## The problem
Every line of the material below in which "pixels" shows up is to be located and copied.

## Data shown
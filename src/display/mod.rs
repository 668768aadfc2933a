// Display module - Handles window creation and frame rendering
//
// This module provides:
// - NES color palette (52 unique colors)
// - Frame buffer (256×240 pixels)
// - Window creation with scaling support (2x, 3x, 4x)
// - Frame rendering using winit + pixels
// - VSync and frame timing (60 FPS)

pub mod framebuffer;
pub mod integration;
pub mod palette;
pub mod window;

pub use framebuffer::{FrameBuffer, SCREEN_HEIGHT, SCREEN_WIDTH};
pub use integration::copy_ppu_to_display;
pub use palette::{palette_to_rgb, palette_to_rgba, NES_PALETTE};
pub use window::{run_emulator, EmulatorDisplayWindow, WindowConfig};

## Answer for this exercise
// - Frame buffer (256×240 pixels)
// - Frame rendering using winit + pixels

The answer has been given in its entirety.